SOURCE RECORDS:

■ ■ ■ ■ ■ ■ ■

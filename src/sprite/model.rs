//! Data structures for sprite animation archives

use serde::Serialize;

use crate::variant::{
    AnmVariant, ANM_8BPP_FLAGS, PIECE_8BPP, PIECE_CHUNK_MASK, PIECE_SECOND_PALETTE,
};

/// Archive header. Offsets are absolute positions in the decoded buffer.
#[derive(Debug, Clone, PartialEq, Eq, Serialize)]
pub struct AnmHeader {
    /// 0x0000/0x0F00 for 16-colour sets, 0x8000/0xFF00 for 256-colour sets
    pub flags: u16,
    /// a.k.a. wObjMax, most pieces used by a single frame
    pub max_pieces: u16,
    /// a.k.a. wSizeMax, most tile bytes used by a single frame
    pub max_bytes: u16,
    pub frame_total: u16,
    pub tile_data_start: u64,
    pub tile_data_size: u32,
}

impl AnmHeader {
    pub fn is_8bpp(&self) -> bool {
        ANM_8BPP_FLAGS.contains(&self.flags)
    }

    /// Where the next archive should start when ripping straight from a ROM.
    pub fn next_file_offset(&self) -> u64 {
        self.tile_data_start + self.tile_data_size as u64
    }
}

#[derive(Debug, Clone, Copy, PartialEq, Eq, Serialize)]
pub struct FrameRecord {
    /// Start of the frame's piece tables
    pub offset: u64,
    /// Start of the frame's tiles
    pub tile_data_start: u64,
    /// Bytes of tile data used by the frame; informational only
    pub byte_length: u32,
}

/// Per-frame piece tables, one vector per field. Index = piece number.
///
/// The archive stores every pivot X, then every pivot Y, then every flag
/// word, so each pass fills one vector.
#[derive(Debug, Clone, Default, PartialEq, Eq)]
pub struct PieceTable {
    pub pivot_x: Vec<i16>,
    pub pivot_y: Vec<i16>,
    pub flags: Vec<u16>,
}

impl PieceTable {
    pub fn len(&self) -> usize {
        self.flags.len()
    }

    pub fn is_empty(&self) -> bool {
        self.flags.is_empty()
    }

    pub fn records(&self, variant: &AnmVariant, header: &AnmHeader) -> Vec<PieceRecord> {
        (0..self.len())
            .map(|i| {
                PieceRecord::decode(
                    self.pivot_x[i],
                    self.pivot_y[i],
                    self.flags[i],
                    variant,
                    header,
                )
            })
            .collect()
    }
}

/// One rectangular tile-grid chunk ("cut") of a frame.
#[derive(Debug, Clone, Copy, PartialEq, Eq, Serialize)]
pub struct PieceRecord {
    /// Offset of the piece's top-left corner from the canvas centre
    pub pivot_x: i16,
    pub pivot_y: i16,
    /// First tile, in 32-byte units from the frame's tile data
    pub tile_start: u16,
    pub chunk_code: u16,
    pub is_8bpp: bool,
    /// Use the bank after the selected one
    pub second_palette: bool,
}

impl PieceRecord {
    pub fn decode(
        pivot_x: i16,
        pivot_y: i16,
        flags: u16,
        variant: &AnmVariant,
        header: &AnmHeader,
    ) -> Self {
        let bits = variant.piece_bits(flags);
        PieceRecord {
            pivot_x,
            pivot_y,
            tile_start: variant.tile_id.extract(flags as u32) as u16,
            chunk_code: bits & PIECE_CHUNK_MASK,
            is_8bpp: bits & PIECE_8BPP != 0 || header.is_8bpp(),
            second_palette: bits & PIECE_SECOND_PALETTE != 0,
        }
    }
}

■ ■ ■ ■ ■ ■ ■

WHAT TO WORK ON: Reproduce all of the material above without alteration.

EXERCISE SOLUTION:
filename src/sprite/model.rs
//! Data structures for sprite animation archives

use serde::Serialize;

use crate::variant::{
    AnmVariant, ANM_8BPP_FLAGS, PIECE_8BPP, PIECE_CHUNK_MASK, PIECE_SECOND_PALETTE,
};

/// Archive header. Offsets are absolute positions in the decoded buffer.
#[derive(Debug, Clone, PartialEq, Eq, Serialize)]
pub struct AnmHeader {
    /// 0x0000/0x0F00 for 16-colour sets, 0x8000/0xFF00 for 256-colour sets
    pub flags: u16,
    /// a.k.a. wObjMax, most pieces used by a single frame
    pub max_pieces: u16,
    /// a.k.a. wSizeMax, most tile bytes used by a single frame
    pub max_bytes: u16,
    pub frame_total: u16,
    pub tile_data_start: u64,
    pub tile_data_size: u32,
}

impl AnmHeader {
    pub fn is_8bpp(&self) -> bool {
        ANM_8BPP_FLAGS.contains(&self.flags)
    }

    /// Where the next archive should start when ripping straight from a ROM.
    pub fn next_file_offset(&self) -> u64 {
        self.tile_data_start + self.tile_data_size as u64
    }
}

#[derive(Debug, Clone, Copy, PartialEq, Eq, Serialize)]
pub struct FrameRecord {
    /// Start of the frame's piece tables
    pub offset: u64,
    /// Start of the frame's tiles
    pub tile_data_start: u64,
    /// Bytes of tile data used by the frame; informational only
    pub byte_length: u32,
}

/// Per-frame piece tables, one vector per field. Index = piece number.
///
/// The archive stores every pivot X, then every pivot Y, then every flag
/// word, so each pass fills one vector.
#[derive(Debug, Clone, Default, PartialEq, Eq)]
pub struct PieceTable {
    pub pivot_x: Vec<i16>,
    pub pivot_y: Vec<i16>,
    pub flags: Vec<u16>,
}

impl PieceTable {
    pub fn len(&self) -> usize {
        self.flags.len()
    }

    pub fn is_empty(&self) -> bool {
        self.flags.is_empty()
    }

    pub fn records(&self, variant: &AnmVariant, header: &AnmHeader) -> Vec<PieceRecord> {
        (0..self.len())
            .map(|i| {
                PieceRecord::decode(
                    self.pivot_x[i],
                    self.pivot_y[i],
                    self.flags[i],
                    variant,
                    header,
                )
            })
            .collect()
    }
}

/// One rectangular tile-grid chunk ("cut") of a frame.
#[derive(Debug, Clone, Copy, PartialEq, Eq, Serialize)]
pub struct PieceRecord {
    /// Offset of the piece's top-left corner from the canvas centre
    pub pivot_x: i16,
    pub pivot_y: i16,
    /// First tile, in 32-byte units from the frame's tile data
    pub tile_start: u16,
    pub chunk_code: u16,
    pub is_8bpp: bool,
    /// Use the bank after the selected one
    pub second_palette: bool,
}

impl PieceRecord {
    pub fn decode(
        pivot_x: i16,
        pivot_y: i16,
        flags: u16,
        variant: &AnmVariant,
        header: &AnmHeader,
    ) -> Self {
        let bits = variant.piece_bits(flags);
        PieceRecord {
            pivot_x,
            pivot_y,
            tile_start: variant.tile_id.extract(flags as u32) as u16,
            chunk_code: bits & PIECE_CHUNK_MASK,
            is_8bpp: bits & PIECE_8BPP != 0 || header.is_8bpp(),
            second_palette: bits & PIECE_SECOND_PALETTE != 0,
        }
    }
}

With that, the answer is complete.